(Dataset entries)

use actix_web::{HttpRequest, HttpResponse, Result as ActixResult};
use std::sync::Arc;

use super::StudentService;
use crate::errors::Result;
use crate::models::ErrorCode;
use crate::models::classes::responses::ClassSummary;
use crate::models::guardians::responses::GuardianSummary;
use crate::models::students::{entities::Student, responses::StudentProfile};
use crate::services::{current_school_year, current_student, respond};
use crate::storage::Storage;

/// 组装学生档案：用户信息 + 当前班级 + 监护人
///
/// 当前班级优先取本学年的在读班级，找不到时回退到学生行上的 class_id。
pub(crate) async fn build_student_profile(
    storage: &Arc<dyn Storage>,
    student: Student,
) -> Result<StudentProfile> {
    let user = storage
        .get_user_by_id(student.user_id)
        .await?
        .ok_or_else(|| crate::errors::SchoolSystemError::not_found("student user row missing"))?;

    let class = match storage
        .active_class_of_student(student.id, current_school_year())
        .await?
    {
        Some(class) => Some(class),
        None => match student.class_id {
            Some(class_id) => storage.get_class_by_id(class_id).await?,
            None => None,
        },
    };

    let guardian_ids = storage.guardian_ids_of_student(student.id).await?;
    let guardians = storage.get_guardians_by_ids(&guardian_ids).await?;

    Ok(StudentProfile {
        student,
        user,
        class: class.as_ref().map(ClassSummary::from),
        guardians: guardians.iter().map(GuardianSummary::from).collect(),
    })
}

pub async fn get_me(service: &StudentService, request: &HttpRequest) -> ActixResult<HttpResponse> {
    let storage = service.get_storage(request);

    let student = match current_student(&storage, request).await {
        Ok(student) => student,
        Err(response) => return Ok(response),
    };

    match build_student_profile(&storage, student).await {
        Ok(profile) => Ok(respond::ok(profile, "Student profile retrieved")),
        Err(e) => Ok(respond::internal("Failed to build student profile", e)),
    }
}

pub async fn get_student(
    service: &StudentService,
    request: &HttpRequest,
    student_id: i64,
) -> ActixResult<HttpResponse> {
    let storage = service.get_storage(request);

    let student = match storage.get_student_by_id(student_id).await {
        Ok(Some(student)) => student,
        Ok(None) => {
            return Ok(respond::not_found(
                ErrorCode::StudentNotFound,
                "Student not found",
            ));
        }
        Err(e) => return Ok(respond::internal("Failed to get student", e)),
    };

    match build_student_profile(&storage, student).await {
        Ok(profile) => Ok(respond::ok(profile, "Student profile retrieved")),
        Err(e) => Ok(respond::internal("Failed to build student profile", e)),
    }
}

§ **WORK ORDER**
Check each line above for the string "StudentProfile" and copy those that have it.

§ **WRITTEN SOLUTION**
use crate::models::students::{entities::Student, responses::StudentProfile};
) -> Result<StudentProfile> {
    Ok(StudentProfile {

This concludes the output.